= Declaration of Revision of the Constitution =

A Declaration of Revision of the Constitution (Verklaring tot herziening van de Grondwet, Déclaration de révision de la Constitution) in Belgium is a declaration that must be passed in order to amend the Belgian Constitution. In accordance with Title VIII of the Constitution, the federal legislative power, which consists of the King and the bicameral Federal Parliament, has the right to declare that there are reasons to amend the constitutional provisions it determines. This is done by means of two Declarations of Revision of the Constitution, one adopted by the Chamber of Representatives and the Senate, and one signed by the King and the Federal Government.

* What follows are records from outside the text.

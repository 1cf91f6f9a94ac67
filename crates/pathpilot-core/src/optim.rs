use crate::matrix::Matrix;
use crate::nn::Network;

pub const BETA1: f32 = 0.9;
pub const BETA2: f32 = 0.999;
pub const EPSILON: f32 = 1e-8;

/// Per-parameter buffer shaped like a [`Network`]. Used for gradients and for
/// the Adam moments.
#[derive(Clone, Debug, PartialEq)]
pub struct Gradients {
    weights: Vec<Matrix>,
    biases: Vec<Vec<f32>>,
}

impl Gradients {
    pub fn zeros_like(network: &Network) -> Self {
        Self {
            weights: network
                .layers()
                .iter()
                .map(|l| Matrix::zeros(l.weights.rows(), l.weights.cols()))
                .collect(),
            biases: network.layers().iter().map(|l| vec![0.0; l.bias.len()]).collect(),
        }
    }

    pub fn layer(&self, k: usize) -> (&Matrix, &[f32]) {
        (&self.weights[k], &self.biases[k])
    }

    pub fn layer_mut(&mut self, k: usize) -> (&mut Matrix, &mut [f32]) {
        (&mut self.weights[k], &mut self.biases[k])
    }

    pub fn reset(&mut self) {
        for w in &mut self.weights {
            w.fill(0.0);
        }
        for b in &mut self.biases {
            b.fill(0.0);
        }
    }

    pub fn scale(&mut self, factor: f32) {
        for w in &mut self.weights {
            w.scale(factor);
        }
        for b in &mut self.biases {
            for v in b.iter_mut() {
                *v *= factor;
            }
        }
    }

    fn values(&self) -> impl Iterator<Item = f32> + '_ {
        self.weights
            .iter()
            .flat_map(|w| w.as_slice().iter().copied())
            .chain(self.biases.iter().flat_map(|b| b.iter().copied()))
    }

    pub fn is_finite(&self) -> bool {
        self.values().all(f32::is_finite)
    }

    /// L2 norm over every parameter.
    pub fn global_norm(&self) -> f32 {
        self.values().map(|g| g * g).sum::<f32>().sqrt()
    }

    /// Rescale so the global norm is at most `max_norm`. Returns the norm before
    /// clipping.
    pub fn clip_global_norm(&mut self, max_norm: f32) -> f32 {
        let norm = self.global_norm();
        if norm > max_norm && norm > 0.0 {
            self.scale(max_norm / norm);
        }
        norm
    }
}

/// Adam optimizer state. Owned by the trainer and never persisted.
#[derive(Clone, Debug)]
pub struct Adam {
    pub learning_rate: f32,
    m: Gradients,
    v: Gradients,
    step: u64,
}

impl Adam {
    pub fn new(network: &Network, learning_rate: f32) -> Self {
        Self {
            learning_rate,
            m: Gradients::zeros_like(network),
            v: Gradients::zeros_like(network),
            step: 0,
        }
    }

    /// Number of updates applied so far.
    pub fn steps(&self) -> u64 {
        self.step
    }

    pub fn reset(&mut self) {
        self.m.reset();
        self.v.reset();
        self.step = 0;
    }

    /// Apply one update. The step counter is global across epochs and the first
    /// update uses `t = 1`.
    pub fn step(&mut self, network: &mut Network, grads: &Gradients) {
        self.step += 1;
        let t = self.step as i32;
        let bc1 = 1.0 - BETA1.powi(t);
        let bc2 = 1.0 - BETA2.powi(t);
        let lr = self.learning_rate;

        let update = |p: &mut f32, g: f32, m: &mut f32, v: &mut f32| {
            *m = BETA1 * *m + (1.0 - BETA1) * g;
            *v = BETA2 * *v + (1.0 - BETA2) * g * g;
            let m_hat = *m / bc1;
            let v_hat = *v / bc2;
            *p -= lr * m_hat / (v_hat.sqrt() + EPSILON);
        };

        for (k, layer) in network.layers_mut().iter_mut().enumerate() {
            let (gw, gb) = grads.layer(k);
            let (mw, mb) = self.m.layer_mut(k);
            let (vw, vb) = self.v.layer_mut(k);
            for (((p, &g), m), v) in layer
                .weights
                .as_mut_slice()
                .iter_mut()
                .zip(gw.as_slice())
                .zip(mw.as_mut_slice())
                .zip(vw.as_mut_slice())
            {
                update(p, g, m, v);
            }
            for (((p, &g), m), v) in layer.bias.iter_mut().zip(gb).zip(mb).zip(vb) {
                update(p, g, m, v);
            }
        }
    }
}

Following this declaration, the Federal Parliament is automatically dissolved and a new federal election must take place. This makes it impossible to amend the Constitution unless an election has intervened. Following the election, the new Federal Parliament can amend those provisions that have been declared revisable. Only the articles of the Constitution listed in both declarations are revisable.

The first such declaration was made in 1892, triggering the 1892 elections, and the second one in 1919. In recent decades however, such declaration has become a regular way to call elections: all national/federal elections since 1985 have been called by declaration of revision of the Constitution.

The Constitution of Luxembourg (in its article 114) had a similar procedure for constitutional revision, until 2003, when it was simplified.